Segment Start: TASK INPUT

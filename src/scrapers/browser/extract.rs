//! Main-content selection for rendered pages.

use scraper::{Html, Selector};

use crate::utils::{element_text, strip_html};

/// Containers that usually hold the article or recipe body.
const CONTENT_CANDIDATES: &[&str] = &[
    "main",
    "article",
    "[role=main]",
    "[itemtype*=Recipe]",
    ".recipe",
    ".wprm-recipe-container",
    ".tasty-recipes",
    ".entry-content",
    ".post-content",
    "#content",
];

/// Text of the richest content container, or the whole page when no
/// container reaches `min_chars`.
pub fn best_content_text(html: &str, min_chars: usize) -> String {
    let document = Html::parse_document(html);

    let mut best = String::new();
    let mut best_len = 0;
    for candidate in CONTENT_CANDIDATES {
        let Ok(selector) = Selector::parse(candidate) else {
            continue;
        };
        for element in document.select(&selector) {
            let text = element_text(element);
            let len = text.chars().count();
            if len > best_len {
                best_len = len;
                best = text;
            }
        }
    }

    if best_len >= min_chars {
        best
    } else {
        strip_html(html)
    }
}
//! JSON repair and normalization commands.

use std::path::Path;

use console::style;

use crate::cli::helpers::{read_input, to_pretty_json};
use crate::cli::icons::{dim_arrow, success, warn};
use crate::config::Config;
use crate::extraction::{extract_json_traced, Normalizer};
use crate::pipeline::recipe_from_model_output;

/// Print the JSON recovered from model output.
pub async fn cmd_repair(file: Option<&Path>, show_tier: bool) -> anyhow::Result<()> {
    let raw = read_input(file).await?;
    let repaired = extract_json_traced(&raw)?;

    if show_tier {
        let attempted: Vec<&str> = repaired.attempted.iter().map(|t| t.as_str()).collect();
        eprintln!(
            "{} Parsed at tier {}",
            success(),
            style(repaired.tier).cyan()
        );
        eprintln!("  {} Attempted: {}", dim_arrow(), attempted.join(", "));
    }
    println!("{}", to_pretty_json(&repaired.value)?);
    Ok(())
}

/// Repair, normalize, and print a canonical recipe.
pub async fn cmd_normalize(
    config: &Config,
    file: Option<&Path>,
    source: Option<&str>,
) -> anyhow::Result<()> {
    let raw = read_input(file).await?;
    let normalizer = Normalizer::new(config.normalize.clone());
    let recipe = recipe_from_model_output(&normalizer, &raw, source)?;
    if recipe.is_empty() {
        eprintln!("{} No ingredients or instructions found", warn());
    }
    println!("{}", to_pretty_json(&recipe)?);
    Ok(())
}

Segment End: TASK INPUT
Segment Start: TASK INPUT

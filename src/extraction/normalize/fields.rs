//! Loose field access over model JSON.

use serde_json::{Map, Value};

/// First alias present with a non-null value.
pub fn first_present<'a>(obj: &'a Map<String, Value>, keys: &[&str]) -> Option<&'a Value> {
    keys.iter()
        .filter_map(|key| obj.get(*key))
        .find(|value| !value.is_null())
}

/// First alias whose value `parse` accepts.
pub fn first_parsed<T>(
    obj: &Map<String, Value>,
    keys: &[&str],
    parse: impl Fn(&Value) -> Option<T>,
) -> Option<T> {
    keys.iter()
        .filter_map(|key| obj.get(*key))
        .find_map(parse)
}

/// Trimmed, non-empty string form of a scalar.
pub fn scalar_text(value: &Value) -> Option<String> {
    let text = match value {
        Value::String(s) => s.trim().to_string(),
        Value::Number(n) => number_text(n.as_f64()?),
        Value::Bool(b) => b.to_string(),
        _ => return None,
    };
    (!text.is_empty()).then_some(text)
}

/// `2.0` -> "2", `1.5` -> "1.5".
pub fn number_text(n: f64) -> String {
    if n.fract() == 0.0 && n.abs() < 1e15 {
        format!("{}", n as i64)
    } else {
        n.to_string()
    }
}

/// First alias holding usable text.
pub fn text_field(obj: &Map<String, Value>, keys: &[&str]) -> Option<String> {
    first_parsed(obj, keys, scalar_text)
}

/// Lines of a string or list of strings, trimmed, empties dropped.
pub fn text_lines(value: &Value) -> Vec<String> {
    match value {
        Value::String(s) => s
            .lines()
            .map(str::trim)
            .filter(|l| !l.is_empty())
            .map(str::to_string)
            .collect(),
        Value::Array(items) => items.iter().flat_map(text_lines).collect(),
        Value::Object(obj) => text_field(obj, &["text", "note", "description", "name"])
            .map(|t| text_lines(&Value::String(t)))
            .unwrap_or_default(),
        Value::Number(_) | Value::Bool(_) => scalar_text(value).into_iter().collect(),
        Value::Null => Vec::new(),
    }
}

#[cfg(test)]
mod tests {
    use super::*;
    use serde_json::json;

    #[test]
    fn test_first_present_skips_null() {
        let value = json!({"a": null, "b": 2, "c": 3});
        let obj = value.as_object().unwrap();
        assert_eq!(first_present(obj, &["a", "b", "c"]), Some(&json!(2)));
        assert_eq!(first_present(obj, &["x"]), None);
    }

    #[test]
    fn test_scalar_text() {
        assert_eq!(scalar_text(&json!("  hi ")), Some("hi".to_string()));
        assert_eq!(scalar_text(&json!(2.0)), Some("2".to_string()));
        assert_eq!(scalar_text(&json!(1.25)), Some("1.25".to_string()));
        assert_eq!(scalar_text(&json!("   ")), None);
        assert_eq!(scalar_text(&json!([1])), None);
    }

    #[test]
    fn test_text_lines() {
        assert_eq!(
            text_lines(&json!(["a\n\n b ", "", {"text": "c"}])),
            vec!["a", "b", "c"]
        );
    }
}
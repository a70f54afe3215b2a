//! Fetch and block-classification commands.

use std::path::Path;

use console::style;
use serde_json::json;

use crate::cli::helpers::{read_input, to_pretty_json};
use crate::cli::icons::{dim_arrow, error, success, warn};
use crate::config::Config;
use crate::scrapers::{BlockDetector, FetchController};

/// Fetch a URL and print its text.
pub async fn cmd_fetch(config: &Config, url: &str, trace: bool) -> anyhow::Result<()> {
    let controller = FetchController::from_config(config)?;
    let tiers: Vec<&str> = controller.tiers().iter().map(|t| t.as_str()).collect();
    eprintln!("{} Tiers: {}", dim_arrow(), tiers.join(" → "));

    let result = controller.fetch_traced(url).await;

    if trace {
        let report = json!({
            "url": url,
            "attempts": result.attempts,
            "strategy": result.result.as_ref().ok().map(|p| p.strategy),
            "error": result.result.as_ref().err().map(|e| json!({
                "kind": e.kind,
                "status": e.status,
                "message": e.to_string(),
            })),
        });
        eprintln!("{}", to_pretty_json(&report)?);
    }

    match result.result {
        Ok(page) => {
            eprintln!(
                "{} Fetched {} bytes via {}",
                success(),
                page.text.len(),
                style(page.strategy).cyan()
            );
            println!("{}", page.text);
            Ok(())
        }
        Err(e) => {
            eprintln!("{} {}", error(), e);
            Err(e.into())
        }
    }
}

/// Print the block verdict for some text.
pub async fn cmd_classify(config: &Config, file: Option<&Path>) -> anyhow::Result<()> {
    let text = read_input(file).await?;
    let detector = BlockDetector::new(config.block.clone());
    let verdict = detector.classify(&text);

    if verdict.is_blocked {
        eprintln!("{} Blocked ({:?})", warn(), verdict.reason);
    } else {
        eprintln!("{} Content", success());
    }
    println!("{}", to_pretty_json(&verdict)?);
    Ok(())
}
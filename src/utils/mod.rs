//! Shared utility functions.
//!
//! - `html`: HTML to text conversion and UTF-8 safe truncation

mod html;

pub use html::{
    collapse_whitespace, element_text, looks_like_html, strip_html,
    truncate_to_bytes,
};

Segment End: TASK INPUT
Segment Start: TASK INPUT

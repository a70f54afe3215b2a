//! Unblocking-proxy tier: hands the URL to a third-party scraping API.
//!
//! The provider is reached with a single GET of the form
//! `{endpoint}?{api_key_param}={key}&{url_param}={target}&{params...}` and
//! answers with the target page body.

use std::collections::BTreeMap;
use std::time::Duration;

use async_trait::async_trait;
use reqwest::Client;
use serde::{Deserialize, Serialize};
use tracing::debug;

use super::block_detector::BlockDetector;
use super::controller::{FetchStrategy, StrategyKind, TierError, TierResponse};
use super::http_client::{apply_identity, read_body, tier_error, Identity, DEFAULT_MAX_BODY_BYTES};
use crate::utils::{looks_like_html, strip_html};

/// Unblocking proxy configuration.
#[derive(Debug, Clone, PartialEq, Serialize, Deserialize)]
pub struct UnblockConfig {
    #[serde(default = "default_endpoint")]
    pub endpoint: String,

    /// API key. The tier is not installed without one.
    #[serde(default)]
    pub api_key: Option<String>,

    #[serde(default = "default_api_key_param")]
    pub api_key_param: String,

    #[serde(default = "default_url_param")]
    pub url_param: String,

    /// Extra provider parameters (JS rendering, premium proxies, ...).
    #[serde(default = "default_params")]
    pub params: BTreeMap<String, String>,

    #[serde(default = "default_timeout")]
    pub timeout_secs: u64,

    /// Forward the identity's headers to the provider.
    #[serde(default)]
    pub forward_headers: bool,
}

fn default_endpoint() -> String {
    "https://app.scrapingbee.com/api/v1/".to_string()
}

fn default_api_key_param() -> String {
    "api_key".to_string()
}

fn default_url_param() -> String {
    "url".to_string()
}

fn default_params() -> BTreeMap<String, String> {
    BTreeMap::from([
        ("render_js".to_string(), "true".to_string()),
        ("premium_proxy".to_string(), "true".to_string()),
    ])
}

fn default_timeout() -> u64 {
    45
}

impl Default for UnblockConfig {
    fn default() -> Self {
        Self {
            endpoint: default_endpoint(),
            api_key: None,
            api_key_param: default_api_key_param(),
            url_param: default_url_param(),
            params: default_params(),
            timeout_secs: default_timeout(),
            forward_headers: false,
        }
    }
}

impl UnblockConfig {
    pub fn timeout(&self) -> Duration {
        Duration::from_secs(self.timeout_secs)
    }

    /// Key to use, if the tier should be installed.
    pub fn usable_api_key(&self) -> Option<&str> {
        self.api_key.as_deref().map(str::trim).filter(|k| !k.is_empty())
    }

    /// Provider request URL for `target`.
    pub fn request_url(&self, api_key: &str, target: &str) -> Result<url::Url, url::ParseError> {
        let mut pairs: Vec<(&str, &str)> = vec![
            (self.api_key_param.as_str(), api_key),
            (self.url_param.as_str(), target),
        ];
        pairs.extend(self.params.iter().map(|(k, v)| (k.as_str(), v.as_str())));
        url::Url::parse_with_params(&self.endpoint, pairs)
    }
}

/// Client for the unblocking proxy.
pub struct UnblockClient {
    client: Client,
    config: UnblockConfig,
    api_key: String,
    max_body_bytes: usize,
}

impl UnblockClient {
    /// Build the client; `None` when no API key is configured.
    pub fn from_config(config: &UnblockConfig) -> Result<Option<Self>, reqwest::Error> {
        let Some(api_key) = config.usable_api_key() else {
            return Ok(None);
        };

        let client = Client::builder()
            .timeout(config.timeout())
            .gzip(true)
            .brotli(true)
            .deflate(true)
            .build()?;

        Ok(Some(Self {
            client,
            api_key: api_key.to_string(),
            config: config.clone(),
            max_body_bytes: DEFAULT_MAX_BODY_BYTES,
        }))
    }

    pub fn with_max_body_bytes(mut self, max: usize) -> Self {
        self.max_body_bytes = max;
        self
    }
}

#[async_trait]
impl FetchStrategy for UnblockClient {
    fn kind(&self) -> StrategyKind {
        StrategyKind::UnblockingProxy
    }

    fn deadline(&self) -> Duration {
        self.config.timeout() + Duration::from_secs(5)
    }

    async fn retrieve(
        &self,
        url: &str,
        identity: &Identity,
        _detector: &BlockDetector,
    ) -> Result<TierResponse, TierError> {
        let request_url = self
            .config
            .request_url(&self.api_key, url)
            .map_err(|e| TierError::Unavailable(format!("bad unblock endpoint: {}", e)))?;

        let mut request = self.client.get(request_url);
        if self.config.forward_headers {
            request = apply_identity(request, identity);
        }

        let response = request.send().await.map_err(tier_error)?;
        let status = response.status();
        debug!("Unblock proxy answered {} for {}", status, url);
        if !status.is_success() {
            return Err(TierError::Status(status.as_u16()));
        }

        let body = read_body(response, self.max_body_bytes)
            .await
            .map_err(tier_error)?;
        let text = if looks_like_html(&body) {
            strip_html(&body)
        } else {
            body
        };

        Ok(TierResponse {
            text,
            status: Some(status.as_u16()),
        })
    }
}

Segment End: TASK INPUT

* [EXERCISE OBJECTIVE]: From the entries above, select each line containing the string "extraction".

* [TASK ANSWER]:
use crate::extraction::{extract_json_traced, Normalizer};
filename src/extraction/normalize/fields.rs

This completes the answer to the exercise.